----- Data records -----

use crate::cache;
use crate::lang::{NormalizedKind, QueryCategory};
use crate::resolve::path_spec::{unquote, SemanticPath};
use crate::ts::{Position, QueryMatch, StructuralPath, SyntaxTree};
use serde::Serialize;
use std::collections::HashSet;
use tree_sitter::Node;

const SUGGESTION_THRESHOLD: f64 = 0.8;
const MAX_SUGGESTIONS: usize = 3;

/// One node a semantic path resolved to.
#[derive(Debug, Clone, PartialEq, Eq, Serialize)]
#[serde(rename_all = "camelCase")]
pub struct SemanticMatch {
    pub path: StructuralPath,
    pub kind: NormalizedKind,
    pub name: String,
    /// Innermost enclosing class, for members.
    pub container: Option<String>,
    /// Human description, e.g. `add method in class Calculator`.
    pub description: String,
    pub start: Position,
    pub end: Position,
    pub byte_start: usize,
    pub byte_end: usize,
    pub text: String,
}

#[derive(Debug, Clone, Copy)]
struct Named<'t> {
    node: Node<'t>,
    name: &'t str,
}

#[derive(Debug, Clone)]
struct Block<'t> {
    node: Node<'t>,
    callee: &'t str,
    label: Option<String>,
}

/// Every construct the pack queries find in one tree, deduplicated by node
/// and sorted in document order.
pub(crate) struct SemanticIndex<'t> {
    tree: &'t SyntaxTree,
    classes: Vec<Named<'t>>,
    methods: Vec<Named<'t>>,
    properties: Vec<Named<'t>>,
    blocks: Vec<Block<'t>>,
}

impl<'t> SemanticIndex<'t> {
    pub(crate) fn build(tree: &'t SyntaxTree) -> Self {
        let named = |category: QueryCategory| {
            let mut entries: Vec<Named<'t>> = run_query(tree, category)
                .into_iter()
                .filter_map(|m| {
                    let name = m.name_node()?;
                    Some(Named {
                        node: m.node,
                        name: tree.node_text(name),
                    })
                })
                .collect();
            dedup_sorted(&mut entries, |e| e.node);
            entries
        };

        let mut blocks: Vec<Block<'t>> = run_query(tree, QueryCategory::Blocks)
            .into_iter()
            .filter_map(|m| {
                let callee = m.callee_node()?;
                Some(Block {
                    node: m.node,
                    callee: tree.node_text(callee),
                    label: m.name_node().map(|n| string_label(tree, n)),
                })
            })
            .collect();
        dedup_sorted(&mut blocks, |b| b.node);

        Self {
            tree,
            classes: named(QueryCategory::Classes),
            methods: named(QueryCategory::Methods),
            properties: named(QueryCategory::Properties),
            blocks,
        }
    }

    /// Innermost class whose byte range strictly encloses `node`.
    fn enclosing_class(&self, node: Node<'t>) -> Option<&Named<'t>> {
        self.enclosing_class_named(node, None)
    }

    fn enclosing_class_named(&self, node: Node<'t>, name: Option<&str>) -> Option<&Named<'t>> {
        self.classes
            .iter()
            .filter(|class| name.map_or(true, |n| class.name == n))
            .filter(|class| encloses(class.node, node))
            .min_by_key(|class| class.node.end_byte() - class.node.start_byte())
    }

    /// Whether `node` sits inside a chain of classes named `containers`,
    /// outermost first.
    fn contained_in_chain(&self, node: Node<'t>, containers: &[String]) -> bool {
        let mut inner = node;
        for container in containers.iter().rev() {
            match self.enclosing_class_named(inner, Some(container.as_str())) {
                Some(class) => inner = class.node,
                None => return false,
            }
        }
        true
    }

    pub(crate) fn resolve(&self, path: &SemanticPath) -> Vec<SemanticMatch> {
        let mut hits: Vec<SemanticMatch> = Vec::new();

        match path {
            SemanticPath::Block { callee, label } => {
                for block in &self.blocks {
                    let label_ok = match label {
                        None => true,
                        Some(wanted) => block.label.as_deref() == Some(wanted.as_str()),
                    };
                    if block.callee == callee && label_ok {
                        hits.push(self.block_match(block));
                    }
                }
            }
            SemanticPath::Name(name) => {
                for class in self.classes.iter().filter(|c| c.name == name) {
                    hits.push(self.class_match(class));
                }
                for method in self.methods.iter().filter(|m| m.name == name) {
                    hits.push(self.member_match(method, NormalizedKind::Method));
                }
                for property in self.properties.iter().filter(|p| p.name == name) {
                    hits.push(self.member_match(property, NormalizedKind::Property));
                }
                for block in &self.blocks {
                    if block.label.as_deref() == Some(name.as_str()) {
                        hits.push(self.block_match(block));
                    }
                }
            }
            SemanticPath::Member { containers, member } => {
                let members = self
                    .methods
                    .iter()
                    .map(|m| (m, NormalizedKind::Method))
                    .chain(self.properties.iter().map(|p| (p, NormalizedKind::Property)));
                for (entry, fallback) in members {
                    if entry.name == member && self.contained_in_chain(entry.node, containers) {
                        hits.push(self.member_match(entry, fallback));
                    }
                }
            }
        }

        let mut seen = HashSet::new();
        hits.retain(|hit| seen.insert((hit.byte_start, hit.byte_end, hit.path.clone())));
        hits.sort_by_key(|hit| (hit.byte_start, std::cmp::Reverse(hit.byte_end)));
        hits
    }

    /// Every path this tree supports, one per construct, in document order.
    pub(crate) fn all_paths(&self) -> Vec<String> {
        let mut entries: Vec<(usize, String)> = Vec::new();

        for class in &self.classes {
            entries.push((class.node.start_byte(), class.name.to_string()));
        }
        for method in &self.methods {
            let path = match self.enclosing_class(method.node) {
                Some(class) => format!("{}.{}", class.name, method.name),
                None => method.name.to_string(),
            };
            entries.push((method.node.start_byte(), path));
        }
        for property in &self.properties {
            if let Some(class) = self.enclosing_class(property.node) {
                entries.push((
                    property.node.start_byte(),
                    format!("{}.{}", class.name, property.name),
                ));
            }
        }
        for block in &self.blocks {
            let path = SemanticPath::Block {
                callee: block.callee.to_string(),
                label: block.label.clone(),
            };
            entries.push((block.node.start_byte(), path.to_string()));
        }

        entries.sort_by_key(|(start, _)| *start);
        entries.into_iter().map(|(_, path)| path).collect()
    }

    fn class_match(&self, class: &Named<'t>) -> SemanticMatch {
        let kind = match self.tree.kind_of(class.node) {
            NormalizedKind::Interface => NormalizedKind::Interface,
            _ => NormalizedKind::Class,
        };
        self.build_match(class.node, kind, class.name, None, format!("{} {kind}", class.name))
    }

    fn member_match(&self, member: &Named<'t>, fallback: NormalizedKind) -> SemanticMatch {
        let container = self.enclosing_class(member.node);
        let kind = match (self.tree.kind_of(member.node), container) {
            (NormalizedKind::Function, Some(_)) => NormalizedKind::Method,
            // `const f = () => {}` and friends have no kind of their own.
            (NormalizedKind::Unknown | NormalizedKind::Body | NormalizedKind::Block, None)
                if fallback == NormalizedKind::Method =>
            {
                NormalizedKind::Function
            }
            (NormalizedKind::Unknown | NormalizedKind::Body | NormalizedKind::Block, _) => fallback,
            (kind, _) => kind,
        };

        let description = match container {
            Some(class) => {
                let container_kind = match self.tree.kind_of(class.node) {
                    NormalizedKind::Interface => "interface",
                    _ => "class",
                };
                format!("{} {kind} in {container_kind} {}", member.name, class.name)
            }
            None => format!("{} {kind}", member.name),
        };

        self.build_match(
            member.node,
            kind,
            member.name,
            container.map(|c| c.name.to_string()),
            description,
        )
    }

    fn block_match(&self, block: &Block<'t>) -> SemanticMatch {
        let rendered = SemanticPath::Block {
            callee: block.callee.to_string(),
            label: block.label.clone(),
        }
        .to_string();
        let container = self.enclosing_class(block.node).map(|c| c.name.to_string());
        let name = block.label.clone().unwrap_or_else(|| block.callee.to_string());
        self.build_match(
            block.node,
            NormalizedKind::Block,
            &name,
            container,
            format!("{rendered} block"),
        )
    }

    fn build_match(
        &self,
        node: Node<'t>,
        kind: NormalizedKind,
        name: &str,
        container: Option<String>,
        description: String,
    ) -> SemanticMatch {
        SemanticMatch {
            path: self.tree.node_path(node),
            kind,
            name: name.to_string(),
            container,
            description,
            start: node.start_position().into(),
            end: node.end_position().into(),
            byte_start: node.start_byte(),
            byte_end: node.end_byte(),
            text: self.tree.node_text(node).to_string(),
        }
    }
}

/// Run one pack query. A query the grammar rejects yields no matches.
fn run_query(tree: &SyntaxTree, category: QueryCategory) -> Vec<QueryMatch<'_>> {
    let pack = tree.pack();
    let source = pack.queries.get(category);
    if source.trim().is_empty() || tree.is_degraded() {
        return Vec::new();
    }

    match cache::get_or_compile_query(pack.grammar, source) {
        Ok(engine) => engine.find_all(tree),
        Err(err) => {
            tracing::debug!(
                language = %pack.language,
                category = category.as_str(),
                error = %err,
                "query failed; treating as zero matches"
            );
            Vec::new()
        }
    }
}

/// Text of a string literal without its delimiters.
fn string_label(tree: &SyntaxTree, node: Node<'_>) -> String {
    let text = tree.node_text(node);
    if let Some(inner) = unquote(text) {
        return inner.to_string();
    }

    if let Some(content_type) = tree.pack().string_unwrap.as_deref() {
        let mut cursor = node.walk();
        let content: Vec<&str> = node
            .named_children(&mut cursor)
            .filter(|child| child.kind() == content_type)
            .map(|child| tree.node_text(child))
            .collect();
        if !content.is_empty() {
            return content.concat();
        }
    }

    text.to_string()
}

fn encloses(outer: Node<'_>, inner: Node<'_>) -> bool {
    outer != inner && outer.start_byte() <= inner.start_byte() && inner.end_byte() <= outer.end_byte()
}

fn dedup_sorted<'t, T>(entries: &mut Vec<T>, node_of: impl Fn(&T) -> Node<'t>) {
    let mut seen = HashSet::new();
    entries.retain(|entry| seen.insert(node_of(entry).id()));
    entries.sort_by_key(|entry| {
        let node = node_of(entry);
        (node.start_byte(), std::cmp::Reverse(node.end_byte()))
    });
}

/// Resolve a semantic path against a tree. All matches are returned, in
/// document order; an unparsable path yields none.
pub fn find_by_semantic_path(tree: &SyntaxTree, path: &str) -> Vec<SemanticMatch> {
    match SemanticPath::parse(path) {
        Some(parsed) => SemanticIndex::build(tree).resolve(&parsed),
        None => Vec::new(),
    }
}

/// Every semantic path the tree supports, for discovery and completion.
pub fn all_semantic_paths(tree: &SyntaxTree) -> Vec<String> {
    SemanticIndex::build(tree).all_paths()
}

/// Up to three known paths most similar to `path`.
pub fn suggest(tree: &SyntaxTree, path: &str) -> Vec<String> {
    let mut scored: Vec<(f64, String)> = all_semantic_paths(tree)
        .into_iter()
        .collect::<HashSet<_>>()
        .into_iter()
        .map(|candidate| (strsim::jaro_winkler(path, &candidate), candidate))
        .filter(|(score, _)| *score > SUGGESTION_THRESHOLD)
        .collect();

    scored.sort_by(|a, b| b.0.total_cmp(&a.0).then_with(|| a.1.cmp(&b.1)));
    scored
        .into_iter()
        .take(MAX_SUGGESTIONS)
        .map(|(_, candidate)| candidate)
        .collect()
}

-----

■ What to work on ■
Only the lines from the first line of the material above through the line that contains "let mut entries: Vec<Named<'t>>" should be quoted, each one exactly.

■ Exercise output ■
use crate::cache;
use crate::lang::{NormalizedKind, QueryCategory};
use crate::resolve::path_spec::{unquote, SemanticPath};
use crate::ts::{Position, QueryMatch, StructuralPath, SyntaxTree};
use serde::Serialize;
use std::collections::HashSet;
use tree_sitter::Node;

const SUGGESTION_THRESHOLD: f64 = 0.8;
const MAX_SUGGESTIONS: usize = 3;

/// One node a semantic path resolved to.
#[derive(Debug, Clone, PartialEq, Eq, Serialize)]
#[serde(rename_all = "camelCase")]
pub struct SemanticMatch {
    pub path: StructuralPath,
    pub kind: NormalizedKind,
    pub name: String,
    /// Innermost enclosing class, for members.
    pub container: Option<String>,
    /// Human description, e.g. `add method in class Calculator`.
    pub description: String,
    pub start: Position,
    pub end: Position,
    pub byte_start: usize,
    pub byte_end: usize,
    pub text: String,
}

#[derive(Debug, Clone, Copy)]
struct Named<'t> {
    node: Node<'t>,
    name: &'t str,
}

#[derive(Debug, Clone)]
struct Block<'t> {
    node: Node<'t>,
    callee: &'t str,
    label: Option<String>,
}

/// Every construct the pack queries find in one tree, deduplicated by node
/// and sorted in document order.
pub(crate) struct SemanticIndex<'t> {
    tree: &'t SyntaxTree,
    classes: Vec<Named<'t>>,
    methods: Vec<Named<'t>>,
    properties: Vec<Named<'t>>,
    blocks: Vec<Block<'t>>,
}

impl<'t> SemanticIndex<'t> {
    pub(crate) fn build(tree: &'t SyntaxTree) -> Self {
        let named = |category: QueryCategory| {
            let mut entries: Vec<Named<'t>> = run_query(tree, category)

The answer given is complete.